WHAT TO DO:
From the first line of the data through the line containing "go through arbitration", return each line exactly.

MATERIAL SUPPLIED:
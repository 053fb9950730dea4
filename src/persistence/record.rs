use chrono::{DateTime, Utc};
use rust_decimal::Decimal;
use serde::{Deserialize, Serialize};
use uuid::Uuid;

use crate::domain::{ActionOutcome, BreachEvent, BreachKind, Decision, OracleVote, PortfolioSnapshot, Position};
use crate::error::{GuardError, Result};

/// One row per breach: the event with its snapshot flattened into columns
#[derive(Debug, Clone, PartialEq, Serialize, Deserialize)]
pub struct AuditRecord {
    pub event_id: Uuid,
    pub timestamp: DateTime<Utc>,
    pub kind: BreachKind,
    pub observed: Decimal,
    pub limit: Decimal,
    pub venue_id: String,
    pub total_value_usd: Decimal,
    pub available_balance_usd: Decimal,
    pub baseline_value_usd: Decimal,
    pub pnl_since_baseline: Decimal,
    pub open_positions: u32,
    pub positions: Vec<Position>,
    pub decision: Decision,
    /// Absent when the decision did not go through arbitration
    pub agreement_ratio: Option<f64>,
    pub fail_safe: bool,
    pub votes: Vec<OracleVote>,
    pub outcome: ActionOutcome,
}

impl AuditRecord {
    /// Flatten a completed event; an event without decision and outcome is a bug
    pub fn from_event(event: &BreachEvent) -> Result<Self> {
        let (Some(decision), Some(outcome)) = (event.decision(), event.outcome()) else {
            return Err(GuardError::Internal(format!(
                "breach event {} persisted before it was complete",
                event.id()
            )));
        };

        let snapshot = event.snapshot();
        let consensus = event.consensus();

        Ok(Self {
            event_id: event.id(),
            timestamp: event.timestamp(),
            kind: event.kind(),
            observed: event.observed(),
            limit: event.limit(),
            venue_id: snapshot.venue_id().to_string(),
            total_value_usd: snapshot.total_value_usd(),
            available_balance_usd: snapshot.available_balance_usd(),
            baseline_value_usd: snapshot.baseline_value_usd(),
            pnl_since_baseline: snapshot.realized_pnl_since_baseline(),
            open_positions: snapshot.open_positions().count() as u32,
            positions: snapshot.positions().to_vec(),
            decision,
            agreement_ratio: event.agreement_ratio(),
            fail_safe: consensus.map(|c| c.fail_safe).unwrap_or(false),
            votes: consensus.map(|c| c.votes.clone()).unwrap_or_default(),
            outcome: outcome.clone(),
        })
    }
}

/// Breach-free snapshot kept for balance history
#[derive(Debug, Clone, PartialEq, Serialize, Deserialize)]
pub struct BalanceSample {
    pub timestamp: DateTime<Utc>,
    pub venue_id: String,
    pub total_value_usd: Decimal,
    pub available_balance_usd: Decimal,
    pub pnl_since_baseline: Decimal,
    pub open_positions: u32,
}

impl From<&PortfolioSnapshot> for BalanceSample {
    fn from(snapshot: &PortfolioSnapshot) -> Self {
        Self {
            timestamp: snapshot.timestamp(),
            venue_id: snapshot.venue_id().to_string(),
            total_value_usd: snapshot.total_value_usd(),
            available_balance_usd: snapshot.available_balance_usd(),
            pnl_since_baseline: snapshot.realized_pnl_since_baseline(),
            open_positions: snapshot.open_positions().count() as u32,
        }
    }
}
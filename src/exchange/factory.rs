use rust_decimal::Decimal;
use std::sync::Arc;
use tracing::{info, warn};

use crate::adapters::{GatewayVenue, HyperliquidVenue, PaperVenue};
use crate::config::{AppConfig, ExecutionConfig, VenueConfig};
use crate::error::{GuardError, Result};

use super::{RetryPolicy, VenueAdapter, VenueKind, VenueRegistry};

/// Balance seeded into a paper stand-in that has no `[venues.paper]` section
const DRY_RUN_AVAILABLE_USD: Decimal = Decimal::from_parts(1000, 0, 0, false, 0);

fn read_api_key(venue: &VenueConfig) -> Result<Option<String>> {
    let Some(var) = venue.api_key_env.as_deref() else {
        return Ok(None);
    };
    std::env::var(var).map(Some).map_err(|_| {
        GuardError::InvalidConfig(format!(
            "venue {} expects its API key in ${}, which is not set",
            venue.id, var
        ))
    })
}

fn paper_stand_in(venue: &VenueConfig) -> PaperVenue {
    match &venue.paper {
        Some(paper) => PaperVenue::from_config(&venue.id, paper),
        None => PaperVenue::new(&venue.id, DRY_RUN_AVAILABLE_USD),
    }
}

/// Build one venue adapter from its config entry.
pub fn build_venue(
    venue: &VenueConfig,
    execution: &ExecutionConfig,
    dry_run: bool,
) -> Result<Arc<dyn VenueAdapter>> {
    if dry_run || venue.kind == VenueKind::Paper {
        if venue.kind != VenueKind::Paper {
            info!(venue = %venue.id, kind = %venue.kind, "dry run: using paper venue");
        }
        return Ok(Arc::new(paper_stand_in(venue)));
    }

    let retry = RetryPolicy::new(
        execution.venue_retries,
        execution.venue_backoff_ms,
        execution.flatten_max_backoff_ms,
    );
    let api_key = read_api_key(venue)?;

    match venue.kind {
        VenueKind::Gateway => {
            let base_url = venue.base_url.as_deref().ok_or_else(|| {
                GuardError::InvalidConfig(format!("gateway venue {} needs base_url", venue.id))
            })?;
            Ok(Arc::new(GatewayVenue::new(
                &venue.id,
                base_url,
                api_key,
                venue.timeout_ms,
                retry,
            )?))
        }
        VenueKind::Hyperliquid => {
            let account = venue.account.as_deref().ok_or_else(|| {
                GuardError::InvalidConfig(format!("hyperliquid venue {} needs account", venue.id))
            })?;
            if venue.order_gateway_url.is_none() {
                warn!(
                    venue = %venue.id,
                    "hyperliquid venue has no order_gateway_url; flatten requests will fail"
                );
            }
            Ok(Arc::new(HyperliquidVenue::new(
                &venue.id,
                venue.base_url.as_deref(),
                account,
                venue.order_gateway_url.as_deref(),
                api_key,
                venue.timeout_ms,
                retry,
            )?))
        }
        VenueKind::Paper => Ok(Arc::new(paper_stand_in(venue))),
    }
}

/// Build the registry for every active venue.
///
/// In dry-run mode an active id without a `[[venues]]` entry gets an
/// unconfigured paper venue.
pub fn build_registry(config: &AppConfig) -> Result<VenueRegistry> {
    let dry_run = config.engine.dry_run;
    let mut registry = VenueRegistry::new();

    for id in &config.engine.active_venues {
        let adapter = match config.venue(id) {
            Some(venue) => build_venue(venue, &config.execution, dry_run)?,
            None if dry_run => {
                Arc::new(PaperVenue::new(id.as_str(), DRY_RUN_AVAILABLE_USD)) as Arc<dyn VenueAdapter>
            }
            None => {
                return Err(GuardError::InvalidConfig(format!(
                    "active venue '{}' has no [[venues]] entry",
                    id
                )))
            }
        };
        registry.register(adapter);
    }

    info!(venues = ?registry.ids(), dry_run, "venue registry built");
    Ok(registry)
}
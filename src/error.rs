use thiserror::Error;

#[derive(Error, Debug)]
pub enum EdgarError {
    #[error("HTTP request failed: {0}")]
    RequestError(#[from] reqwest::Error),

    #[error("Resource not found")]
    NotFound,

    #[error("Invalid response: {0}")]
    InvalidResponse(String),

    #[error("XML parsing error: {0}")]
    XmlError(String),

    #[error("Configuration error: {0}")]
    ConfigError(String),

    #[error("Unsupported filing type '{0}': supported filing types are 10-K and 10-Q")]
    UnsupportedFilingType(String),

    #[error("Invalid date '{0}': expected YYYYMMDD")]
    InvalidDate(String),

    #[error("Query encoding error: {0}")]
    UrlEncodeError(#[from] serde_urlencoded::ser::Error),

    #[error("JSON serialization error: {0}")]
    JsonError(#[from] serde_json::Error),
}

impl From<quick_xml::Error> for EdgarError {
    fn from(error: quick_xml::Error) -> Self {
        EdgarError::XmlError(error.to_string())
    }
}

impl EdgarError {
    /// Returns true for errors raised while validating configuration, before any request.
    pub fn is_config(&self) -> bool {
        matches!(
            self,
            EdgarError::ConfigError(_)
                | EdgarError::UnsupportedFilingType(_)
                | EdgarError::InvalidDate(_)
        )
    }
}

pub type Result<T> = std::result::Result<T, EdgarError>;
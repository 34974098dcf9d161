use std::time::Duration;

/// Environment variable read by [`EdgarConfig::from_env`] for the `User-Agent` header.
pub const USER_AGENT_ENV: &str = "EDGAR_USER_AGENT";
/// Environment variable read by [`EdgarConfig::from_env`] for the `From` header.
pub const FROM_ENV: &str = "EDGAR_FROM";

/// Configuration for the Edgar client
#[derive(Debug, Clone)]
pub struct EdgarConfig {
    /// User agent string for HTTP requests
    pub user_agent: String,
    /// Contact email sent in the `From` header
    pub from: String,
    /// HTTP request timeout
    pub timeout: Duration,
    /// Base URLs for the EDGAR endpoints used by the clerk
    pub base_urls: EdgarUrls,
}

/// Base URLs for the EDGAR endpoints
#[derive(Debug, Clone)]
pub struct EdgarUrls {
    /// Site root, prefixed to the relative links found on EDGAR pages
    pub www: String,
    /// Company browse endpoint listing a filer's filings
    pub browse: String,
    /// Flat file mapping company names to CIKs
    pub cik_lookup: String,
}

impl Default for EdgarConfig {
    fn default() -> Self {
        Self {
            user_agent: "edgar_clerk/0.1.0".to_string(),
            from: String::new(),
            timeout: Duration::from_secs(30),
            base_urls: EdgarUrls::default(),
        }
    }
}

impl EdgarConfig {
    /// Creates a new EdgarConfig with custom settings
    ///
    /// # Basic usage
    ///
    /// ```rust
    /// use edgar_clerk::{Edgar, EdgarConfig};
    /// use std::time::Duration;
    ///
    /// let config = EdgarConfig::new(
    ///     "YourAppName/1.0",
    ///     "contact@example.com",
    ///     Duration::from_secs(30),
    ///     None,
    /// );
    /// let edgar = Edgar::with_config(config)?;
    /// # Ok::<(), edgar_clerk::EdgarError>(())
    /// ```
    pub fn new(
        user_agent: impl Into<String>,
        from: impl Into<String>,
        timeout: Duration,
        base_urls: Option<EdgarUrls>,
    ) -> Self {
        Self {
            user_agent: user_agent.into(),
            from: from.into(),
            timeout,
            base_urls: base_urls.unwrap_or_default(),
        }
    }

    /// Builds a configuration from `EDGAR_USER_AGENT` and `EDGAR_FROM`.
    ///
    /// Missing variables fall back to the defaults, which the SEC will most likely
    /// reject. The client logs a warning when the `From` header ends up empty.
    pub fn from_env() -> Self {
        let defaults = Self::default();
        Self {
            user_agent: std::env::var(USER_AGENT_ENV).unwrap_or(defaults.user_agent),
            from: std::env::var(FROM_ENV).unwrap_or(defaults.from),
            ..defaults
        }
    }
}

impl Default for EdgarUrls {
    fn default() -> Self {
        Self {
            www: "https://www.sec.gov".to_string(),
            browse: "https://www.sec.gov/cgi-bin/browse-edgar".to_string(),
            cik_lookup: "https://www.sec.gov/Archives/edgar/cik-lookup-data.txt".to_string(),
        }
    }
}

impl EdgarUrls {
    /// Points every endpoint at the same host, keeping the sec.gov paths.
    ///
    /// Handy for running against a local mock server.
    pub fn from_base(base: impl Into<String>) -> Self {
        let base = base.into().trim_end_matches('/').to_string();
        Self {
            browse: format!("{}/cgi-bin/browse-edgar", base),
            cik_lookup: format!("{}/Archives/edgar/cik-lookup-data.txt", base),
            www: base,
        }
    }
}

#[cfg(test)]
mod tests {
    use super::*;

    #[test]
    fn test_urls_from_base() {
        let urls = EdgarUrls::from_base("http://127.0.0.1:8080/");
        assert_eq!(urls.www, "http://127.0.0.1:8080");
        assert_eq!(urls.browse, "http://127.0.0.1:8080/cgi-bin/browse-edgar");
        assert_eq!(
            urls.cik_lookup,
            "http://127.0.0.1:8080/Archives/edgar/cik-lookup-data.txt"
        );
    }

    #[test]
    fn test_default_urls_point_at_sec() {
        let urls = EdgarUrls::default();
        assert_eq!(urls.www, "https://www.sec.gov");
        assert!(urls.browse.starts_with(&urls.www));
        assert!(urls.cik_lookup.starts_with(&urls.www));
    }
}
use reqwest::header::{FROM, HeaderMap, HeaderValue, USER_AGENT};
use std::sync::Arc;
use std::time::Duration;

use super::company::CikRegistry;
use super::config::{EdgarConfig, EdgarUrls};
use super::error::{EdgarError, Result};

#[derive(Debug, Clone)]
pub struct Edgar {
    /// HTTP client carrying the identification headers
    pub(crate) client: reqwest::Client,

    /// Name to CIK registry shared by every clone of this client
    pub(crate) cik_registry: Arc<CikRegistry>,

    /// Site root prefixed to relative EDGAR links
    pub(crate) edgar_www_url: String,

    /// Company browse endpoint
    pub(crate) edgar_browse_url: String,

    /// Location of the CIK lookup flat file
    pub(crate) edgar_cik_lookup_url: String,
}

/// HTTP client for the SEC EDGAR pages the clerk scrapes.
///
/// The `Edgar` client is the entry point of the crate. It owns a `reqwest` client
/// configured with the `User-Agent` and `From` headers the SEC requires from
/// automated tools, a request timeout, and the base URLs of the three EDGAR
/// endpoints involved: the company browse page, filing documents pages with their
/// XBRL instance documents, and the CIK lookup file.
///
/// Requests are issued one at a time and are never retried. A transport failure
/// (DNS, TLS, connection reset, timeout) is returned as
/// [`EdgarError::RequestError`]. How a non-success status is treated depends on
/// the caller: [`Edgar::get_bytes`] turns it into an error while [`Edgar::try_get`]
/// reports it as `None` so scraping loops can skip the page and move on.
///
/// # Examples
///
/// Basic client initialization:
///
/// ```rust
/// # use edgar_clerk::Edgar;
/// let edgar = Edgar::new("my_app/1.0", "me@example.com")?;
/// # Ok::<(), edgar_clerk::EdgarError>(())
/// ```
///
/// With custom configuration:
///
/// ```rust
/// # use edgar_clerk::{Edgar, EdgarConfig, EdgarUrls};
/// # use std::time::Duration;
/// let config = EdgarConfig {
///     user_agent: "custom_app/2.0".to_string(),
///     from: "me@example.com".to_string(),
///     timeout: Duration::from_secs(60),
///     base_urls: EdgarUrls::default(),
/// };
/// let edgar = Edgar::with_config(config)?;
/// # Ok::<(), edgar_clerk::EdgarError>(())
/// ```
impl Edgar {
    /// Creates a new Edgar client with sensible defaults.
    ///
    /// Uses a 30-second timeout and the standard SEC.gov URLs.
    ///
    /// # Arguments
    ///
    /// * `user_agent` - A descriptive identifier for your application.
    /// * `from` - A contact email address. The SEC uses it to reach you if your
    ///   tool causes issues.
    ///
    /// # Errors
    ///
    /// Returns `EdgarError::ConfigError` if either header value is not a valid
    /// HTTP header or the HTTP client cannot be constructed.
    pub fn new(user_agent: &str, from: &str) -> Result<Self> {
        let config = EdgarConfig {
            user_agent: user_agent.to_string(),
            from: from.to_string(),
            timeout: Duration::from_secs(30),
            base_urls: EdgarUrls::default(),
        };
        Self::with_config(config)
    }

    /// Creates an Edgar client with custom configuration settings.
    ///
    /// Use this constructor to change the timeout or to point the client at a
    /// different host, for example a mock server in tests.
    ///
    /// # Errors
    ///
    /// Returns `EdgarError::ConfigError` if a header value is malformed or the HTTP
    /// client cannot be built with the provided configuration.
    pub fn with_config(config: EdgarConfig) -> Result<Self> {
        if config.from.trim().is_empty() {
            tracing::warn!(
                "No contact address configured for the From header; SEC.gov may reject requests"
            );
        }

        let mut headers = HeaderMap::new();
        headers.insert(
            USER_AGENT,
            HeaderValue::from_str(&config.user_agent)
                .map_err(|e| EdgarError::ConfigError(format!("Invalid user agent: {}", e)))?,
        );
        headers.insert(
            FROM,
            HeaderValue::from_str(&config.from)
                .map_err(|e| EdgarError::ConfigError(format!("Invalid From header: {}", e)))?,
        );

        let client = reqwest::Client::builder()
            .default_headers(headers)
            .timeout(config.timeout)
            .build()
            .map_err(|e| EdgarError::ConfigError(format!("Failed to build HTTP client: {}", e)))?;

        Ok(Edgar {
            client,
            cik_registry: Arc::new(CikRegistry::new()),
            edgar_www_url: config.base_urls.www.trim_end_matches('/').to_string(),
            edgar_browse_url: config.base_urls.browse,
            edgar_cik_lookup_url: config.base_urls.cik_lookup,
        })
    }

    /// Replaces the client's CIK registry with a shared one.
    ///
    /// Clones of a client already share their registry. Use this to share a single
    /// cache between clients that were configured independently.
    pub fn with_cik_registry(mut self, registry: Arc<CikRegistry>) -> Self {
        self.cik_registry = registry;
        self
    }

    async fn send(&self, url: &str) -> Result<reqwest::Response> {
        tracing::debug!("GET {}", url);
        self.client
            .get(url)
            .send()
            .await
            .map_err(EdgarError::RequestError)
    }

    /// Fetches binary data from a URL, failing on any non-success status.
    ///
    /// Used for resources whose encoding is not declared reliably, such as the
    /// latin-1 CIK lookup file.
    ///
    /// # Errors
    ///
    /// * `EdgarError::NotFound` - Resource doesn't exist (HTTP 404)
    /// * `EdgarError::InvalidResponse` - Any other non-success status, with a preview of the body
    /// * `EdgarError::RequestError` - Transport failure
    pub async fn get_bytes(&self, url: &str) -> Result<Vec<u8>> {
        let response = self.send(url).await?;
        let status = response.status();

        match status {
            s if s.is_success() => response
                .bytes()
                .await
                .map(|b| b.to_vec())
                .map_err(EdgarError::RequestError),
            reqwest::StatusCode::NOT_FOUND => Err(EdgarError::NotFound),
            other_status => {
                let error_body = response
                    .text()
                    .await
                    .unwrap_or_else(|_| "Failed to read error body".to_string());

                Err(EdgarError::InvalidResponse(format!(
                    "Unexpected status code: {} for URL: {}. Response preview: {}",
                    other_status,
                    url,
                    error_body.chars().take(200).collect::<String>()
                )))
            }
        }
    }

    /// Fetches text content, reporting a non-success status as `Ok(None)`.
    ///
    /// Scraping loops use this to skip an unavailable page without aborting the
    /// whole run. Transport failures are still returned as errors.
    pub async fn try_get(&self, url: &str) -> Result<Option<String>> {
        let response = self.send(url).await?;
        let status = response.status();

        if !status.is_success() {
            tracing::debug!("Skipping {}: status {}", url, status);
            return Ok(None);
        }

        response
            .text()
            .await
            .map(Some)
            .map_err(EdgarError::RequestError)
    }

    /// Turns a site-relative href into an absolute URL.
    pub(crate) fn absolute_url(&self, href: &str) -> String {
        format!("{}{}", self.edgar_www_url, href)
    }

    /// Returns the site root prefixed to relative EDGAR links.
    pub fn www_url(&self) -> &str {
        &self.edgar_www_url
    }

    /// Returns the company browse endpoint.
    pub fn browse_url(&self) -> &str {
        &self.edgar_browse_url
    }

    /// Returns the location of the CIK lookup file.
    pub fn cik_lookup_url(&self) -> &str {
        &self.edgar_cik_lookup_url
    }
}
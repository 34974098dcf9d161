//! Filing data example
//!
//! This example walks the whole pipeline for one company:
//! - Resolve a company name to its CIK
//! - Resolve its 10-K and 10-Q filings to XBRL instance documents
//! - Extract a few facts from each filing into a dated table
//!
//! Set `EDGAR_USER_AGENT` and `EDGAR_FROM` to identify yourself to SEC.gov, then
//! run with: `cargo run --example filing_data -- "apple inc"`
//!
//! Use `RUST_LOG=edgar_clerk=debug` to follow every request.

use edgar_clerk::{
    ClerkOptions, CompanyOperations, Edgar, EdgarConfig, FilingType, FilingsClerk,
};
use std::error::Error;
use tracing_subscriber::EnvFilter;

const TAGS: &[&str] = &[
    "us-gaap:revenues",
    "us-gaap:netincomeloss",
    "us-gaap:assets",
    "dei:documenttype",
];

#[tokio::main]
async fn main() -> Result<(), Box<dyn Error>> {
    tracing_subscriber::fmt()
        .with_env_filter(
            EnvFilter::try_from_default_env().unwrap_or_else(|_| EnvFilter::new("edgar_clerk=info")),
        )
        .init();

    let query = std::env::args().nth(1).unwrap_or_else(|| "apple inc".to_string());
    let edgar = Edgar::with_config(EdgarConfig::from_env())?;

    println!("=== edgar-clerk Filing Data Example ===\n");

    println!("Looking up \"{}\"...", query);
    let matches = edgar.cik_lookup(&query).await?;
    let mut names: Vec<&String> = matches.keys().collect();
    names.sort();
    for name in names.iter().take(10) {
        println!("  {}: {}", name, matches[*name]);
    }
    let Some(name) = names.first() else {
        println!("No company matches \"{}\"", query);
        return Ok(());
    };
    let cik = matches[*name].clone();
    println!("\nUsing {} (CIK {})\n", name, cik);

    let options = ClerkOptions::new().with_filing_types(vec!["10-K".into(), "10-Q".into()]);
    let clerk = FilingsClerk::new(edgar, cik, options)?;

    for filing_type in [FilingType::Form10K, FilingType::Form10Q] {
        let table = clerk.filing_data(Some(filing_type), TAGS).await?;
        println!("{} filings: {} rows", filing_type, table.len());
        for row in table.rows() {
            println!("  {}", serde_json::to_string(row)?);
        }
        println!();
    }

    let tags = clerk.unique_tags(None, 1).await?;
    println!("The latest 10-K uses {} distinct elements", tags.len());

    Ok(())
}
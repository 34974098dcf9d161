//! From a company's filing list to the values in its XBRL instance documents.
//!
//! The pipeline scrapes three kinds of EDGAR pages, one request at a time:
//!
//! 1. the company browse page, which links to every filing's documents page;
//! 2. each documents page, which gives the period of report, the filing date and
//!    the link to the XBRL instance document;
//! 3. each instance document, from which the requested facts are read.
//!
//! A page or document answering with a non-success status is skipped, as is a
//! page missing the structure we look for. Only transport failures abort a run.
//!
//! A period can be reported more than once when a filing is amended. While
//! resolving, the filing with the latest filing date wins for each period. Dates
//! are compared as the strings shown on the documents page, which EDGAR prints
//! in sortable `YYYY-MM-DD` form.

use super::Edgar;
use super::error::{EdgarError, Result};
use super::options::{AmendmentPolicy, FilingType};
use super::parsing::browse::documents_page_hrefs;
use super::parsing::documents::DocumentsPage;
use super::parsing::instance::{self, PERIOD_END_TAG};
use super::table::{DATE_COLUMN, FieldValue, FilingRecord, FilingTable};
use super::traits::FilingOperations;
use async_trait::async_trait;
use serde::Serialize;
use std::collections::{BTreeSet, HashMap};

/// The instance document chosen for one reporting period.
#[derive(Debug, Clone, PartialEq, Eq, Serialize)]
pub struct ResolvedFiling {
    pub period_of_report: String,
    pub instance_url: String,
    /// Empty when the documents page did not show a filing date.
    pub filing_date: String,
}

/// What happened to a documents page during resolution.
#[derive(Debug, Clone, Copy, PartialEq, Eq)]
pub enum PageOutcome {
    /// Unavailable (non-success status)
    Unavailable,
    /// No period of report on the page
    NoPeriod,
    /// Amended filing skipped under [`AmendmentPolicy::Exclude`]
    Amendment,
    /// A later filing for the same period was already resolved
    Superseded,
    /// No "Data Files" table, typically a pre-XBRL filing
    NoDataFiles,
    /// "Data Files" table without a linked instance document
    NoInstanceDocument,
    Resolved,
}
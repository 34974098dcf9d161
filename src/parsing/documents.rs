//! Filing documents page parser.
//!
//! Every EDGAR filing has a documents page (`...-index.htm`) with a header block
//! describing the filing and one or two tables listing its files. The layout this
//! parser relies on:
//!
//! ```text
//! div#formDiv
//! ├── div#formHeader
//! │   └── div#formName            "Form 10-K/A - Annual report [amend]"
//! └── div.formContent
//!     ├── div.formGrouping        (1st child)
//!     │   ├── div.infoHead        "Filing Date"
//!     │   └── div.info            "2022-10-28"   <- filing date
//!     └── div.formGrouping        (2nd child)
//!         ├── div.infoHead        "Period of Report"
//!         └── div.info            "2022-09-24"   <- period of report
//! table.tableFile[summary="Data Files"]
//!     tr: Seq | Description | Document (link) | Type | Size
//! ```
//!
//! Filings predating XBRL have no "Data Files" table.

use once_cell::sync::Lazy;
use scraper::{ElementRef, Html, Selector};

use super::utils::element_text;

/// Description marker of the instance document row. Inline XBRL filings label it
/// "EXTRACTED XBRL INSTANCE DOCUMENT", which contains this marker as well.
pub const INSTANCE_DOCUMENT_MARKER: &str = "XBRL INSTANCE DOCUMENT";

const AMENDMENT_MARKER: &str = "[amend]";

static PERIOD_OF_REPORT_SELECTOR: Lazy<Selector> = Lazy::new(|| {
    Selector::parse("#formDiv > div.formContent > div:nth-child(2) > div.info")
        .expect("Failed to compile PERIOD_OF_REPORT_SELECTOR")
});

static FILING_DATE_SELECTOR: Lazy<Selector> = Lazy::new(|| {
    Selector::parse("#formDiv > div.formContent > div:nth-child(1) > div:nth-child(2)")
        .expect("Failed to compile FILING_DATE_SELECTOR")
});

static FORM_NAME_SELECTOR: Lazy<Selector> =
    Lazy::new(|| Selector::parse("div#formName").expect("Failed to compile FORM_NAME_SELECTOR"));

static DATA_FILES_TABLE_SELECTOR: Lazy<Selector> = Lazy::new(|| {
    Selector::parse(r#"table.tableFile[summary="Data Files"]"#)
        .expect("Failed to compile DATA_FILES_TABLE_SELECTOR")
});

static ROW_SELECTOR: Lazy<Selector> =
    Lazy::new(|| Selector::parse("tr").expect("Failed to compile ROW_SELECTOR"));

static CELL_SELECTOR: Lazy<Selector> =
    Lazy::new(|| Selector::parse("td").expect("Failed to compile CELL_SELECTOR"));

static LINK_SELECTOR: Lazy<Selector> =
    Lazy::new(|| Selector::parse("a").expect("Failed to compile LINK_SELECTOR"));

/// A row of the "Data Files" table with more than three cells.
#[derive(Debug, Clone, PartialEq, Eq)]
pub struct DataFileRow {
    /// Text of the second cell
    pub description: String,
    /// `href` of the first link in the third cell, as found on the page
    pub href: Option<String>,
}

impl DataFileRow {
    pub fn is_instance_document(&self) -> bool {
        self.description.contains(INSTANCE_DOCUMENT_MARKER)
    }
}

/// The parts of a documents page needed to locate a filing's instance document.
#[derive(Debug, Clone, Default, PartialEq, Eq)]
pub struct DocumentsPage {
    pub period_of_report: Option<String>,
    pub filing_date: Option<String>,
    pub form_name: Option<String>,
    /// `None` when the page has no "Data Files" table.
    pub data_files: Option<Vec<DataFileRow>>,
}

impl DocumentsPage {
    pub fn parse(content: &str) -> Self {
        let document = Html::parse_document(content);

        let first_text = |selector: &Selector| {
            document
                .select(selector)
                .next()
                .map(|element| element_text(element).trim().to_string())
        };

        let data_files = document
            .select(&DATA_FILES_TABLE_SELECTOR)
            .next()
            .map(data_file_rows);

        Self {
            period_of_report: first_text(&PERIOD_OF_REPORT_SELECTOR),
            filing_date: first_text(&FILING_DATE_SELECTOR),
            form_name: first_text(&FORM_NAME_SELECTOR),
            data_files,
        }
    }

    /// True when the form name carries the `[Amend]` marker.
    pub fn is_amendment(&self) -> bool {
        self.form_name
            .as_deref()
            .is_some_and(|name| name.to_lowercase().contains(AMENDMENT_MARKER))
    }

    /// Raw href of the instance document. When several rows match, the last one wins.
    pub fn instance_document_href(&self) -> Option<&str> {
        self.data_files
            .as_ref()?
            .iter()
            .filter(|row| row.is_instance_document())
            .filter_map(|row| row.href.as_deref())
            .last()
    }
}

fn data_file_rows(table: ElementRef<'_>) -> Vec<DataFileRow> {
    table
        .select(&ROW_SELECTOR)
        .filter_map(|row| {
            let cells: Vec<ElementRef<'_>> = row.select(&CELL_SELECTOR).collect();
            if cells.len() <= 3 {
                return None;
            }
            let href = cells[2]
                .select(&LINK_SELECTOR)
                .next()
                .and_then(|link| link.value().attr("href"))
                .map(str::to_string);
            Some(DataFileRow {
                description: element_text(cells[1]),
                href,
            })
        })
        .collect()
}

EXERCISE ANSWER:
repository 053fb9950730dea4
filename src/persistence/record.rs
use chrono::{DateTime, Utc};
use rust_decimal::Decimal;
use serde::{Deserialize, Serialize};
use uuid::Uuid;

use crate::domain::{ActionOutcome, BreachEvent, BreachKind, Decision, OracleVote, PortfolioSnapshot, Position};
use crate::error::{GuardError, Result};

/// One row per breach: the event with its snapshot flattened into columns
#[derive(Debug, Clone, PartialEq, Serialize, Deserialize)]
pub struct AuditRecord {
    pub event_id: Uuid,
    pub timestamp: DateTime<Utc>,
    pub kind: BreachKind,
    pub observed: Decimal,
    pub limit: Decimal,
    pub venue_id: String,
    pub total_value_usd: Decimal,
    pub available_balance_usd: Decimal,
    pub baseline_value_usd: Decimal,
    pub pnl_since_baseline: Decimal,
    pub open_positions: u32,
    pub positions: Vec<Position>,
    pub decision: Decision,
    /// Absent when the decision did not go through arbitration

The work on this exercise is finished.